L'isolement, accélérateur silencieux du déclin
Le ton a été donné d'emblée par le Pr Olivier Guérin, président du Conseil national professionnel de gériatrie : l'isolement social n'est pas un épiphénomène, c'est un puissant accélérateur de la perte d'autonomie. En France, plusieurs millions de personnes âgées vivent en marge, souvent invisibles aux yeux de leurs contemporains comme des pouvoirs publics. Un constat que Françoise Fromageau, présidente de Monalisa, a traduit en appel à la co-responsabilité : individuelle, citoyenne, institutionnelle. Car si la prise de conscience progresse, l'action politique, elle, tarde. Yann Lasnier, délégué général des Petits Frères des Pauvres, a évoqué avec franchise une « logistique du dernier kilomètre » que le politique semble avoir perdue, déplorant l'enchaînement de ministres sans avancées tangibles. Le plan Grand Âge, toujours en suspens, en est la plus douloureuse illustration.
Du village gersois à la région PACA : le lien qui recrée du sens
Parmi les moments forts de la soirée, le dialogue entre Mathis, jeune volontaire du Service civique solidarité seniors, et Jacqueline, ingénieure retraitée de 79 ans, a touché juste. Ses visites hebdomadaires à des seniors isolés permettent, selon lui, de changer des vies. Selon elle aussi : ces échanges lui ont redonné le sentiment d'exister, « d'être dans la société ». Une formule qui dit tout.
Autre figure marquante de la soirée : Thibaut Renaudin, maire de Termes-d'Armagnac, village gersois de 200 habitants. Cet élu de premier mandat a décrit un modèle d'intégration où l'Ehpad local, 20 places, irrigue la vie du village plutôt que de s'en couper. Un résident âgé de 80 ans sur la liste électorale, 70 % des achats alimentaires sourcés à moins de 40 kilomètres : autant de preuves que le « faire ensemble » n'est pas qu'un slogan.
Mobilité, numérique, habitat : trois chantiers, une même urgence
Les échanges ont mis en lumière trois leviers essentiels du bien vieillir, souvent sous-estimés dans les politiques publiques. Sur la mobilité d'abord : selon Sébastien Bailleul, de l'association Wimoov, plus de 15 millions de Français sont en situation de précarité de déplacement, dont 3 millions sans aucune solution. Les programmes d'accompagnement de l'association améliorent la mobilité de 82 % des seniors concernés et renforcent leur lien social pour 62 % d'entre eux - un effet collatéral précieux.

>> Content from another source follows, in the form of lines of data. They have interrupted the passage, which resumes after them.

//! Terminal front-end for the planner widget
//!
//! Shows the header with the signed-in user, the add form, the item list
//! with checkboxes and the status line. Keys:
//! - `a`/`Tab` to add, `Enter` to submit
//! - `j`/`k` to move, `space` to toggle, `d` to remove
//! - `s` to save when saving is manual

mod app;
mod events;
mod runner;
pub mod state;
mod views;

pub use app::{Action, App};
pub use events::{Event, EventHandler};
pub use runner::TuiRunner;
pub use state::{AppState, Focus, FormState};

use std::io::{self, Stdout};

use crossterm::execute;
use crossterm::terminal::{EnterAlternateScreen, LeaveAlternateScreen, disable_raw_mode, enable_raw_mode};
use eyre::Result;
use ratatui::Terminal;
use ratatui::backend::CrosstermBackend;

use crate::planner::PlannerManager;

/// Terminal type alias
pub type Tui = Terminal<CrosstermBackend<Stdout>>;

/// Put the terminal into raw mode on the alternate screen
pub fn init() -> Result<Tui> {
    enable_raw_mode()?;
    let mut stdout = io::stdout();
    execute!(stdout, EnterAlternateScreen)?;
    let terminal = Terminal::new(CrosstermBackend::new(stdout))?;
    Ok(terminal)
}

/// Restore the terminal to normal mode
pub fn restore() -> Result<()> {
    disable_raw_mode()?;
    execute!(io::stdout(), LeaveAlternateScreen)?;
    Ok(())
}

/// Run the widget against a spawned planner until the user quits
pub async fn run(manager: PlannerManager) -> Result<()> {
    let terminal = init()?;

    // Restore the terminal even on early return or error
    struct TerminalGuard;
    impl Drop for TerminalGuard {
        fn drop(&mut self) {
            let _ = restore();
        }
    }
    let _guard = TerminalGuard;

    let mut runner = TuiRunner::new(terminal, manager);
    runner.run().await
}
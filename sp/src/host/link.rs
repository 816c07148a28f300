//! Host link abstraction
//!
//! A widget talks to its host through two halves: a [`HostPort`] for posting
//! messages and a [`Subscription`] that yields inbound messages. Standalone
//! widgets have neither.

use std::sync::Arc;

use async_trait::async_trait;
use serde::{Deserialize, Serialize};
use thiserror::Error;
use tokio::sync::mpsc;
use tokio::task::JoinHandle;
use tracing::debug;

use crate::protocol::{Inbound, Outbound, ProtocolError};

/// Errors from the host link
#[derive(Debug, Error)]
pub enum HostError {
    #[error("Host I/O error: {0}")]
    Io(#[from] std::io::Error),

    #[error("Host protocol error: {0}")]
    Protocol(#[from] ProtocolError),

    #[error("Timed out connecting to host")]
    Timeout,

    #[error("Host link closed")]
    Closed,
}

/// Whether the widget has a host to talk to
#[derive(Debug, Clone, Copy, PartialEq, Eq, Default, Serialize, Deserialize)]
#[serde(rename_all = "snake_case")]
pub enum HostMode {
    /// Running inside a host, messages flow both ways
    Embedded,
    /// No host; saves are simulated
    #[default]
    Standalone,
}

impl std::fmt::Display for HostMode {
    fn fmt(&self, f: &mut std::fmt::Formatter<'_>) -> std::fmt::Result {
        match self {
            Self::Embedded => write!(f, "embedded"),
            Self::Standalone => write!(f, "standalone"),
        }
    }
}

/// Outbound half of a host link
#[async_trait]
pub trait HostPort: Send + Sync {
    /// Deliver one message to the host
    ///
    /// Delivery is a notification; the host's reply, if any, arrives on the
    /// subscription.
    async fn post(&self, message: &Outbound) -> Result<(), HostError>;
}

/// Inbound half of a host link
///
/// Owns the task feeding it. Dropping the subscription stops that task, so a
/// torn-down widget never leaves a listener behind.
pub struct Subscription {
    rx: mpsc::Receiver<Inbound>,
    reader: Option<JoinHandle<()>>,
}

impl Subscription {
    pub fn new(rx: mpsc::Receiver<Inbound>, reader: Option<JoinHandle<()>>) -> Self {
        debug!(has_reader = reader.is_some(), "Subscription::new: called");
        Self { rx, reader }
    }

    /// Next inbound message, or `None` once the host side is gone
    pub async fn recv(&mut self) -> Option<Inbound> {
        self.rx.recv().await
    }
}

impl Drop for Subscription {
    fn drop(&mut self) {
        if let Some(reader) = self.reader.take() {
            debug!("Subscription::drop: stopping reader task");
            reader.abort();
        }
    }
}

impl std::fmt::Debug for Subscription {
    fn fmt(&self, f: &mut std::fmt::Formatter<'_>) -> std::fmt::Result {
        f.debug_struct("Subscription")
            .field("has_reader", &self.reader.is_some())
            .finish()
    }
}

/// Everything the planner needs to reach its host
pub struct HostConnection {
    mode: HostMode,
    port: Option<Arc<dyn HostPort>>,
    subscription: Option<Subscription>,
}

impl HostConnection {
    /// No host at all
    pub fn standalone() -> Self {
        debug!("HostConnection::standalone: called");
        Self {
            mode: HostMode::Standalone,
            port: None,
            subscription: None,
        }
    }

    /// A live host link
    pub fn embedded(port: Arc<dyn HostPort>, subscription: Subscription) -> Self {
        debug!("HostConnection::embedded: called");
        Self {
            mode: HostMode::Embedded,
            port: Some(port),
            subscription: Some(subscription),
        }
    }

    pub fn mode(&self) -> HostMode {
        self.mode
    }

    /// Split into mode, outbound port and inbound subscription
    pub fn into_parts(self) -> (HostMode, Option<Arc<dyn HostPort>>, Option<Subscription>) {
        (self.mode, self.port, self.subscription)
    }
}

impl std::fmt::Debug for HostConnection {
    fn fmt(&self, f: &mut std::fmt::Formatter<'_>) -> std::fmt::Result {
        f.debug_struct("HostConnection")
            .field("mode", &self.mode)
            .field("subscription", &self.subscription)
            .finish()
    }
}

Sur le numérique ensuite, Tom Louis Teboul (Emmaüs Connect) et Emmanuelle Fèvre (Bulle Numérique) ont rappelé que l'autonomie en ligne ne s'improvise pas : elle s'accompagne, se forme, se construit. Quant à l'habitat, plusieurs intervenants ont exploré les alternatives à l'Ehpad traditionnel - cohabitation intergénérationnelle, habitat participatif - des formules qui misent sur la solidarité de proximité et l'implication active des résidents.
Philosopher sur l'âge
La soirée s'est achevée sur une note plus contemplative, avec le philosophe Charles Pépin, qui a articulé sa vision du bien vieillir autour de quatre piliers : l'utilité, la curiosité, la flexibilité - idéologique autant qu'articulaire, a-t-il glissé non sans humour - et la contemplation, cette capacité d'émerveillement que la lenteur, apanage du grand âge, peut paradoxalement nourrir. Une philosophie qui résonne différemment selon les trajectoires de vie, comme l'ont rappelé l'épidémiologiste Philippe Amouyel et la sociologue Mélissa Asli-Petit en clôture : 75 % des retraités percevant moins de 1 000 euros par mois sont des femmes. Le bien vieillir a aussi un genre - et un prix.